We book all our hotels on Booking.com while traveling or sitting in a cafe or bar, just a few hours before arrival. A few clicks (search, read reviews, book) and you’re done. Hotel direct is hard, even if you know ahead of time which hotel you want to book, which we didn’t.
For places to eat, we rely on our honed Malaysian senses and Waze. Somehow, you know which places to avoid, which ones are good, and check local blogs if you’re not sure. TripAdvisor has limited use in these locations. Lonely Planet is more useful in terms of “things to do”, directing us to streets with street art and markets. Waze helps with the last mile.
In small towns in Malaysia, you can always find a favorite local Chinese, Malay or Indian restaurant – we have never been disappointed with the food along the way, from seafood at Pak Su (Kuantan Beserah) to Hover Restaurant Malay curry at Kota Bahru, Thai at Chiengmai (Wakaf Bahru outside Kota Bharu) and noodles at various coffee shops along the way.
Your best bet is to get off the main highway and use the coastal road. This way, you can get a feel for the rural life that still reigns in Malaysia, with rice fields, orchards (durian season is in full swing, which is the best time to visit Malaysia if you’re craving fruit), and vegetable farms.
You can also get a feel for the golden sands that characterize the east coast and its outlying islands that are popular with divers. The beach was deserted except for a few cows. On a beach popular with surfers, there’s a lonely bar with two travelers. There aren’t many places in Southeast Asia where you can spend a day on a beautiful beach with such solitude.

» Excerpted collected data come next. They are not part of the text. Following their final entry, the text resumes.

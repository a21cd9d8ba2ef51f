//! 统一的集合响应形状
//!
//! 后端的列表接口有时分页、有时直接返回数组，有时还包一层 `data`。
//! 这里是全项目唯一判断响应形状的地方，调用方只看到 [`Page`]。

use serde::de::DeserializeOwned;
use serde_json::Value;

/// 规范化后的集合
#[derive(Debug, Clone, PartialEq)]
pub struct Page<T> {
    pub items: Vec<T>,
    pub count: usize,
    pub next: Option<String>,
    pub previous: Option<String>,
}

impl<T> Page<T> {
    /// 从一组元素构造单页集合
    pub fn from_items(items: Vec<T>) -> Self {
        Self {
            count: items.len(),
            items,
            next: None,
            previous: None,
        }
    }

    /// 接上后一页：合并元素，`next` 取后一页的
    pub fn append(&mut self, later: Page<T>) {
        self.items.extend(later.items);
        self.count = self.count.max(later.count).max(self.items.len());
        self.next = later.next;
    }
}

impl<T: DeserializeOwned> Page<T> {
    /// 解析任意一种已知形状
    ///
    /// 支持：
    /// - `[...]`
    /// - `{"results": [...], "count": n, "next": .., "previous": ..}`
    /// - `{"data": [...]}` / `{"data": {"results": [...]}}`
    pub fn from_value(value: Value) -> Result<Self, serde_json::Error> {
        match value {
            Value::Array(_) => {
                let items: Vec<T> = serde_json::from_value(value)?;
                Ok(Self::from_items(items))
            }
            Value::Object(mut map) => {
                if let Some(results) = map.remove("results") {
                    let items: Vec<T> = serde_json::from_value(results)?;
                    let count = map
                        .get("count")
                        .and_then(|v| v.as_u64())
                        .map(|c| c as usize)
                        .unwrap_or(items.len());
                    Ok(Self {
                        items,
                        count,
                        next: string_field(&map, "next"),
                        previous: string_field(&map, "previous"),
                    })
                } else if let Some(data) = map.remove("data") {
                    Self::from_value(data)
                } else {
                    // 单个对象当作只有一个元素的集合
                    let item: T = serde_json::from_value(Value::Object(map))?;
                    Ok(Self::from_items(vec![item]))
                }
            }
            Value::Null => Ok(Self::from_items(Vec::new())),
            other => {
                let items: Vec<T> = serde_json::from_value(other)?;
                Ok(Self::from_items(items))
            }
        }
    }
}

fn string_field(map: &serde_json::Map<String, Value>, key: &str) -> Option<String> {
    map.get(key).and_then(|v| v.as_str()).map(str::to_string)
}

Interestingly, the hospitality industry has changed little over the past two decades, while other destinations in Southeast Asia have built and developed like there is no tomorrow.

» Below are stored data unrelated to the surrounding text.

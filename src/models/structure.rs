//! 教育结构模型
//!
//! 教育阶段 → 年级 → 班级，加上学年，构成每条导入记录所挂靠的上下文

use serde::{Deserialize, Serialize};
use std::fmt::{self, Display};

use crate::error::ValidationError;

/// 结构选择中的字段
#[derive(Debug, Clone, Copy, PartialEq, Eq, Hash)]
pub enum StructureField {
    Level,
    Grade,
    Class,
    AcademicYear,
}

impl StructureField {
    /// 字段在校验信息中的顺序
    pub const ALL: [StructureField; 4] = [
        StructureField::Level,
        StructureField::Grade,
        StructureField::Class,
        StructureField::AcademicYear,
    ];
}

impl Display for StructureField {
    fn fmt(&self, f: &mut fmt::Formatter<'_>) -> fmt::Result {
        let label = match self {
            StructureField::Level => "教育阶段",
            StructureField::Grade => "年级",
            StructureField::Class => "班级",
            StructureField::AcademicYear => "学年",
        };
        f.write_str(label)
    }
}

/// 年级
#[derive(Debug, Clone, PartialEq, Eq, Serialize, Deserialize)]
pub struct Grade {
    pub id: i64,
    pub name: String,
}

/// 教育阶段（内嵌年级）
#[derive(Debug, Clone, PartialEq, Eq, Serialize, Deserialize)]
pub struct EducationLevel {
    pub id: i64,
    pub name: String,
    #[serde(default)]
    pub grades: Vec<Grade>,
}

/// 班级
#[derive(Debug, Clone, PartialEq, Eq, Serialize, Deserialize)]
pub struct SchoolClass {
    pub id: i64,
    pub name: String,
    /// 部分接口不回传所属年级
    #[serde(default, alias = "grade")]
    pub grade_id: Option<i64>,
}

/// 学年
#[derive(Debug, Clone, PartialEq, Eq, Serialize, Deserialize)]
pub struct AcademicYear {
    pub id: i64,
    pub name: String,
    #[serde(default)]
    pub is_current: bool,
}

/// 用户正在编辑的结构选择
///
/// 各字段可以为空；只有 [`validate`](Self::validate) 通过后才能用于模板、预览和提交
#[derive(Debug, Clone, Default, PartialEq, Eq)]
pub struct EducationalStructureSelection {
    pub level_id: Option<i64>,
    pub grade_id: Option<i64>,
    pub class_id: Option<i64>,
    pub academic_year_id: Option<i64>,
}

impl EducationalStructureSelection {
    /// 列出尚未填写的字段
    pub fn missing_fields(&self) -> Vec<StructureField> {
        StructureField::ALL
            .into_iter()
            .filter(|field| self.get(*field).is_none())
            .collect()
    }

    fn get(&self, field: StructureField) -> Option<i64> {
        match field {
            StructureField::Level => self.level_id,
            StructureField::Grade => self.grade_id,
            StructureField::Class => self.class_id,
            StructureField::AcademicYear => self.academic_year_id,
        }
    }

    /// 校验四个字段齐全
    pub fn validate(&self) -> Result<CompleteSelection, ValidationError> {
        match (
            self.level_id,
            self.grade_id,
            self.class_id,
            self.academic_year_id,
        ) {
            (Some(level_id), Some(grade_id), Some(class_id), Some(academic_year_id)) => {
                Ok(CompleteSelection {
                    level_id,
                    grade_id,
                    class_id,
                    academic_year_id,
                })
            }
            _ => Err(ValidationError::MissingFields(self.missing_fields())),
        }
    }
}

/// 已校验的完整结构选择
#[derive(Debug, Clone, Copy, PartialEq, Eq, Hash)]
pub struct CompleteSelection {
    pub level_id: i64,
    pub grade_id: i64,
    pub class_id: i64,
    pub academic_year_id: i64,
}

impl CompleteSelection {
    /// 作为查询参数/表单字段的键值对
    pub fn as_params(&self) -> [(&'static str, String); 4] {
        [
            ("level", self.level_id.to_string()),
            ("grade", self.grade_id.to_string()),
            ("class", self.class_id.to_string()),
            ("academic_year", self.academic_year_id.to_string()),
        ]
    }
}

impl Display for CompleteSelection {
    fn fmt(&self, f: &mut fmt::Formatter<'_>) -> fmt::Result {
        write!(
            f,
            "[阶段#{} 年级#{} 班级#{} 学年#{}]",
            self.level_id, self.grade_id, self.class_id, self.academic_year_id
        )
    }
}

#[cfg(test)]
mod tests {
    use super::*;

    #[test]
    fn test_validate_reports_every_missing_field() {
        let selection = EducationalStructureSelection {
            level_id: Some(1),
            grade_id: None,
            class_id: Some(7),
            academic_year_id: None,
        };

        assert_eq!(
            selection.validate(),
            Err(ValidationError::MissingFields(vec![
                StructureField::Grade,
                StructureField::AcademicYear
            ]))
        );
    }

    #[test]
    fn test_validate_complete() {
        let selection = EducationalStructureSelection {
            level_id: Some(1),
            grade_id: Some(3),
            class_id: Some(7),
            academic_year_id: Some(2024),
        };

        let complete = selection.validate().unwrap();
        assert_eq!(complete.class_id, 7);
        assert_eq!(complete.as_params()[3], ("academic_year", "2024".to_string()));
    }
}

Our new gem of a discovery is the Mangala Resort & Spa in Pahang. About 26 kilometers from Kuantan, this is a former tin mine site that was converted into an eco-resort by real estate tycoon Datuk Franky Chua. Opened in 2016, it took 15 years to build, and its villas are distributed in 60 acres of wetlands and forests. Seclusion, nature, space.

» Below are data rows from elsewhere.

//! # Student Import
//!
//! 学校管理系统的学生批量导入客户端：把上传的表格变成经过校验、已落库的学生与家长记录
//!
//! ## 架构设计
//!
//! 本系统采用严格的四层架构：
//!
//! ### ① 基础设施层（Clients）
//! - `clients/` - 对外部系统的全部调用
//! - `ImportBackend` - 导入流程依赖的后端能力（trait）
//! - `SchoolApiClient` - 基于 reqwest 的实现
//!
//! ### ② 业务能力层（Services）
//! - `services/` - 描述"我能做什么"，每个服务只做一件事
//! - `EducationalStructureResolver` - 阶段 → 年级 → 班级 + 学年
//! - `TemplateProvisioner` - 下载导入模板
//! - `ImportFilePreparer` - 持有文件、试运行预览
//! - `ImportCommitter` - 正式导入
//! - `ProgressTracker` - 轮询或节奏化展示进度
//!
//! ### ③ 流程层（Workflow）
//! - `workflow/` - 定义"一次导入"的完整流程
//! - `ImportSession` - 一次向导运行的全部状态
//! - `WizardController` - 向导状态机（结构 → 模板 → 上传 → 结果）
//!
//! ### ④ 编排层（Orchestration）
//! - `orchestrator/import_runner` - 命令行运行器，按配置驱动向导
//!
//! ## 模块结构

pub mod clients;
pub mod config;
pub mod error;
pub mod logger;
pub mod models;
pub mod orchestrator;
pub mod services;
pub mod utils;
pub mod workflow;

// 重新导出常用类型
pub use clients::{ImportBackend, SchoolApiClient, TemplateDownload};
pub use config::Config;
pub use error::{AppError, AppResult};
pub use models::{
    CompleteSelection, EducationalStructureSelection, ImportJob, ImportResults, PreviewResult,
    UploadedFile,
};
pub use orchestrator::App;
pub use services::{CommitPhase, TrackerSettings};
pub use workflow::{UploadStep, WizardController, WizardStage};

We revisited an old gem, Tanjong Gala Beach Resort, for dessert. It was built by the state government in the early 1980s. It was one of the first resorts in Southeast Asia to incorporate local architectural styles and won many awards in the early days. Then time and negligence took their toll, until YTL Resorts took over and it is now the resort of choice on this coast, with rooms selling for over RM1,000. If you like traditional and luxurious hotels then this is the place for you.
Outside the hotel, we discovered some new gems.
Kuala Terengganu’s Chinatown lives up to its name (in Lonely Planet) as one of the most interesting Chinatowns in Malaysia. Clean streets, street and wall art, creative style that is respectful rather than kitschy, and delicious local food (of course).
The Belum Rainforest – halfway on the East-West Highway between Kota Bharu and Penang – is a great place to spend the night in what would otherwise be a seven- to eight-hour drive. Scenic lakes, old-growth rainforest, nature trails—there’s a resort out there geared more to groups than individuals and could offer better customer service training, but its setting in the rainforest is a winner. This is the most scenic part of the road trip as you drive past lakes, valleys and mountains.
As we headed to our final destination, Penang, I realized that even though the way we travel has changed, the spirit of our travels has not. Even journeys back in time are always made with the intention of discovery and experience—and on both counts, this tour scores above and beyond.